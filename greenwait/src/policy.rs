//! The dispatch decision.
//!
//! A pure function of the job, the latest intensity reading, recent history
//! and the current time. No I/O, no clock reads, so every branch can be
//! exercised deterministically.

use chrono::{DateTime, Utc};
use serde::{Deserialize, Serialize};

use crate::config::PolicyConfig;
use crate::intensity::IntensitySample;
use crate::job::Job;

/// Why a job was released for execution.
#[derive(Clone, Copy, Debug, Eq, PartialEq, Hash, Serialize, Deserialize)]
#[serde(rename_all = "snake_case")]
pub enum DispatchReason {
    /// The scheduling window closed.
    Deadline,
    /// The grid is at or below the intensity at submission.
    CleanerThanBaseline,
    /// The reading is the lowest of the retained history.
    LocalTrough,
    /// A re-queued job whose carbon decision was already taken.
    Retry,
}

impl DispatchReason {
    pub fn as_str(&self) -> &'static str {
        match self {
            DispatchReason::Deadline => "deadline",
            DispatchReason::CleanerThanBaseline => "cleaner_than_baseline",
            DispatchReason::LocalTrough => "local_trough",
            DispatchReason::Retry => "retry",
        }
    }
}

impl std::fmt::Display for DispatchReason {
    fn fmt(&self, f: &mut std::fmt::Formatter<'_>) -> std::fmt::Result {
        f.write_str(self.as_str())
    }
}

#[derive(Clone, Debug, Default)]
pub struct DispatchPolicy {
    config: PolicyConfig,
}

impl DispatchPolicy {
    pub fn new(config: PolicyConfig) -> Self {
        Self { config }
    }

    /// Decide whether `job` should run now.
    ///
    /// Rules, in precedence order:
    /// 1. `now >= deadline`
    /// 2. `latest <= baseline`
    /// 3. `latest <= min(history)` once `history` holds at least
    ///    `trough_min_samples` readings
    ///
    /// Ties go toward dispatching. `latest` is `None` when no reading has
    /// ever been obtained, which leaves only the deadline rule. `history` is
    /// oldest first and may include `latest` itself.
    pub fn evaluate(
        &self,
        job: &Job,
        latest: Option<&IntensitySample>,
        history: &[IntensitySample],
        now: DateTime<Utc>,
    ) -> Option<DispatchReason> {
        if job.is_past_deadline(now) {
            return Some(DispatchReason::Deadline);
        }
        if job.has_dispatch_decision() {
            return Some(DispatchReason::Retry);
        }

        let latest = latest?.intensity;

        if latest <= job.baseline_intensity {
            return Some(DispatchReason::CleanerThanBaseline);
        }

        let min_samples = self.config.trough_min_samples.max(1);
        if history.len() >= min_samples {
            let floor = history
                .iter()
                .map(|s| s.intensity)
                .fold(f64::INFINITY, f64::min);
            if latest <= floor {
                return Some(DispatchReason::LocalTrough);
            }
        }

        None
    }
}

/// Boolean form of [`DispatchPolicy::evaluate`] with default settings.
pub fn should_dispatch(
    job: &Job,
    latest: Option<&IntensitySample>,
    history: &[IntensitySample],
    now: DateTime<Utc>,
) -> bool {
    DispatchPolicy::default()
        .evaluate(job, latest, history, now)
        .is_some()
}
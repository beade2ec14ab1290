//! Completion calls for dispatched jobs.

use std::sync::Arc;
use std::time::Duration;

use async_trait::async_trait;
use reqwest::{Client, StatusCode};
use secrecy::{ExposeSecret, SecretString};
use serde::{Deserialize, Serialize};
use tracing::debug;

use crate::config::ExecutionConfig;
use crate::error::ExecutionError;
use crate::job::{CompletionResult, Job};

#[derive(Clone, Copy, Debug, Eq, PartialEq, Serialize, Deserialize)]
#[serde(rename_all = "lowercase")]
pub enum Role {
    System,
    User,
    Assistant,
}

#[derive(Clone, Debug, PartialEq, Serialize, Deserialize)]
pub struct ChatMessage {
    pub role: Role,
    pub content: String,
}

impl ChatMessage {
    pub fn system(content: impl Into<String>) -> Self {
        Self {
            role: Role::System,
            content: content.into(),
        }
    }

    pub fn user(content: impl Into<String>) -> Self {
        Self {
            role: Role::User,
            content: content.into(),
        }
    }
}

#[derive(Clone, Debug, PartialEq)]
pub struct CompletionRequest {
    pub model: String,
    pub messages: Vec<ChatMessage>,
    pub max_output_tokens: u32,
    pub temperature: f32,
    pub top_p: f32,
}

#[derive(Clone, Debug, PartialEq)]
pub struct CompletionResponse {
    pub text: String,
    pub completion_token_count: u32,
}

/// A chat-completion backend.
#[async_trait]
pub trait CompletionProvider: Send + Sync {
    fn name(&self) -> &str;

    async fn complete(
        &self,
        request: CompletionRequest,
    ) -> Result<CompletionResponse, ExecutionError>;
}

/// Azure OpenAI chat completions, one deployment per model name.
pub struct AzureOpenAiProvider {
    client: Client,
    endpoint: String,
    api_version: String,
    api_key: SecretString,
}

impl std::fmt::Debug for AzureOpenAiProvider {
    fn fmt(&self, f: &mut std::fmt::Formatter<'_>) -> std::fmt::Result {
        f.debug_struct("AzureOpenAiProvider")
            .field("endpoint", &self.endpoint)
            .field("api_version", &self.api_version)
            .finish_non_exhaustive()
    }
}

#[derive(Debug, Serialize)]
struct AzureRequest<'a> {
    messages: &'a [ChatMessage],
    max_tokens: u32,
    temperature: f32,
    top_p: f32,
    model: &'a str,
}

#[derive(Debug, Deserialize)]
struct AzureResponse {
    choices: Vec<AzureChoice>,
    usage: Option<AzureUsage>,
}

#[derive(Debug, Deserialize)]
struct AzureChoice {
    message: AzureMessage,
}

#[derive(Debug, Deserialize)]
struct AzureMessage {
    content: Option<String>,
}

#[derive(Debug, Deserialize)]
struct AzureUsage {
    completion_tokens: u32,
}

#[derive(Debug, Deserialize)]
struct AzureError {
    error: AzureErrorDetail,
}

#[derive(Debug, Deserialize)]
struct AzureErrorDetail {
    message: String,
}

const PROVIDER: &str = "azure-openai";

impl AzureOpenAiProvider {
    pub fn new(config: &ExecutionConfig, api_key: SecretString) -> Result<Self, ExecutionError> {
        let client = Client::builder()
            .timeout(Duration::from_secs(config.timeout_secs))
            .build()?;
        Ok(Self {
            client,
            endpoint: config.endpoint.trim_end_matches('/').to_string(),
            api_version: config.api_version.clone(),
            api_key,
        })
    }

    fn url(&self, deployment: &str) -> String {
        format!(
            "{}/openai/deployments/{}/chat/completions?api-version={}",
            self.endpoint, deployment, self.api_version
        )
    }
}

#[async_trait]
impl CompletionProvider for AzureOpenAiProvider {
    fn name(&self) -> &str {
        PROVIDER
    }

    async fn complete(
        &self,
        request: CompletionRequest,
    ) -> Result<CompletionResponse, ExecutionError> {
        let body = AzureRequest {
            messages: &request.messages,
            max_tokens: request.max_output_tokens,
            temperature: request.temperature,
            top_p: request.top_p,
            model: &request.model,
        };

        let response = self
            .client
            .post(self.url(&request.model))
            .header("api-key", self.api_key.expose_secret())
            .json(&body)
            .send()
            .await?;

        let status = response.status();
        if !status.is_success() {
            let raw = response.text().await.unwrap_or_default();
            let reason = serde_json::from_str::<AzureError>(&raw)
                .map(|e| e.error.message)
                .unwrap_or(raw);
            return Err(error_for_status(status, reason));
        }

        let parsed: AzureResponse =
            response
                .json()
                .await
                .map_err(|e| ExecutionError::InvalidResponse {
                    provider: PROVIDER.to_string(),
                    reason: e.to_string(),
                })?;

        parse_completion(parsed)
    }
}

fn error_for_status(status: StatusCode, reason: String) -> ExecutionError {
    if status == StatusCode::TOO_MANY_REQUESTS {
        ExecutionError::QuotaExceeded {
            provider: PROVIDER.to_string(),
            reason,
        }
    } else {
        ExecutionError::RequestFailed {
            provider: PROVIDER.to_string(),
            status: status.as_u16(),
            reason,
        }
    }
}

fn parse_completion(response: AzureResponse) -> Result<CompletionResponse, ExecutionError> {
    let text = response
        .choices
        .into_iter()
        .next()
        .and_then(|c| c.message.content)
        .ok_or_else(|| ExecutionError::InvalidResponse {
            provider: PROVIDER.to_string(),
            reason: "no message content in response".to_string(),
        })?;

    Ok(CompletionResponse {
        text,
        completion_token_count: response.usage.map(|u| u.completion_tokens).unwrap_or(0),
    })
}

/// Turns a job into a completion call with the configured prompt framing
/// and an overall timeout.
pub struct ExecutionAdapter {
    provider: Arc<dyn CompletionProvider>,
    config: ExecutionConfig,
}

impl std::fmt::Debug for ExecutionAdapter {
    fn fmt(&self, f: &mut std::fmt::Formatter<'_>) -> std::fmt::Result {
        f.debug_struct("ExecutionAdapter")
            .field("provider", &self.provider.name())
            .field("timeout_secs", &self.config.timeout_secs)
            .finish()
    }
}

impl ExecutionAdapter {
    pub fn new(provider: Arc<dyn CompletionProvider>, config: ExecutionConfig) -> Self {
        Self { provider, config }
    }

    pub fn request_for(&self, job: &Job) -> CompletionRequest {
        self.request(&job.prompt, &job.model)
    }

    /// Frame `prompt` with the system prompt and the configured settings.
    pub fn request(&self, prompt: &str, model: &str) -> CompletionRequest {
        CompletionRequest {
            model: model.to_string(),
            messages: vec![
                ChatMessage::system(&self.config.system_prompt),
                ChatMessage::user(prompt),
            ],
            max_output_tokens: self.config.max_output_tokens,
            temperature: self.config.temperature,
            top_p: self.config.top_p,
        }
    }

    pub async fn execute(&self, job: &Job) -> Result<CompletionResult, ExecutionError> {
        let result = self.complete(self.request_for(job)).await?;
        debug!(job_id = %job.id, tokens = result.token_count, "completion received");
        Ok(result)
    }

    /// Run `prompt` now, outside any job.
    pub async fn execute_prompt(
        &self,
        prompt: &str,
        model: &str,
    ) -> Result<CompletionResult, ExecutionError> {
        let result = self.complete(self.request(prompt, model)).await?;
        debug!(model, tokens = result.token_count, "immediate completion received");
        Ok(result)
    }

    async fn complete(&self, request: CompletionRequest) -> Result<CompletionResult, ExecutionError> {
        let timeout = Duration::from_secs(self.config.timeout_secs);
        let response = tokio::time::timeout(timeout, self.provider.complete(request))
            .await
            .map_err(|_| ExecutionError::Timeout(timeout))??;

        Ok(CompletionResult {
            text: response.text,
            token_count: response.completion_token_count,
        })
    }
}
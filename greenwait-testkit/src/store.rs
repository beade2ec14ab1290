use async_trait::async_trait;
use greenwait::error::Result;
use greenwait::*;
use parking_lot::Mutex;
use std::sync::Arc;
use tracing::debug;

/// Store wrapper that injects faults into an [`InMemoryJobStore`].
///
/// Lets tests exercise storage outages and lost compare-and-swap races
/// without a database.
#[derive(Clone)]
pub struct FlakyJobStore {
    inner: InMemoryJobStore,
    storage_failures: Arc<Mutex<usize>>,
    forced_conflicts: Arc<Mutex<usize>>,
    transitions: Arc<Mutex<Vec<TransitionRecord>>>,
}

#[derive(Clone, Debug)]
pub struct TransitionRecord {
    pub job_id: JobId,
    pub from: JobStatus,
    pub to: JobStatus,
    pub applied: bool,
}

impl FlakyJobStore {
    pub fn new(inner: InMemoryJobStore) -> Self {
        Self {
            inner,
            storage_failures: Arc::new(Mutex::new(0)),
            forced_conflicts: Arc::new(Mutex::new(0)),
            transitions: Arc::new(Mutex::new(Vec::new())),
        }
    }

    pub fn inner(&self) -> &InMemoryJobStore {
        &self.inner
    }

    /// The next `n` calls of any kind fail with a storage error.
    pub fn fail_next(&self, n: usize) {
        *self.storage_failures.lock() = n;
    }

    /// The next `n` transitions report a conflict as if another runner won.
    pub fn conflict_next(&self, n: usize) {
        *self.forced_conflicts.lock() = n;
    }

    pub fn transitions(&self) -> Vec<TransitionRecord> {
        self.transitions.lock().clone()
    }

    pub fn applied_transitions(&self, to: JobStatus) -> usize {
        self.transitions
            .lock()
            .iter()
            .filter(|t| t.applied && t.to == to)
            .count()
    }

    fn take_failure(&self) -> Result<()> {
        let mut remaining = self.storage_failures.lock();
        if *remaining > 0 {
            *remaining -= 1;
            debug!("injecting storage failure");
            return Err(SchedulerError::Storage(anyhow::anyhow!(
                "injected storage failure"
            )));
        }
        Ok(())
    }

    fn take_conflict(&self) -> bool {
        let mut remaining = self.forced_conflicts.lock();
        if *remaining > 0 {
            *remaining -= 1;
            return true;
        }
        false
    }
}

#[async_trait]
impl JobStore for FlakyJobStore {
    async fn insert(&self, job: Job) -> Result<()> {
        self.take_failure()?;
        self.inner.insert(job).await
    }

    async fn get(&self, id: JobId) -> Result<Job> {
        self.take_failure()?;
        self.inner.get(id).await
    }

    async fn list_status(&self, status: JobStatus) -> Result<Vec<Job>> {
        self.take_failure()?;
        self.inner.list_status(status).await
    }

    async fn list(&self) -> Result<Vec<Job>> {
        self.take_failure()?;
        self.inner.list().await
    }

    async fn transition(
        &self,
        id: JobId,
        from: JobStatus,
        to: JobStatus,
        update: JobUpdate,
    ) -> Result<Job> {
        self.take_failure()?;

        if self.take_conflict() {
            self.transitions.lock().push(TransitionRecord {
                job_id: id,
                from,
                to,
                applied: false,
            });
            return Err(SchedulerError::StateConflict {
                job_id: id,
                expected: from,
                actual: to,
            });
        }

        let result = self.inner.transition(id, from, to, update).await;
        self.transitions.lock().push(TransitionRecord {
            job_id: id,
            from,
            to,
            applied: result.is_ok(),
        });
        result
    }
}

※ ※ ※

- EXERCISE PROMPT
Filter the lines above so that only those with the string "settings" remain, then copy them.

- TASK OUTPUT
/// Boolean form of [`DispatchPolicy::evaluate`] with default settings.
    /// Frame `prompt` with the system prompt and the configured settings.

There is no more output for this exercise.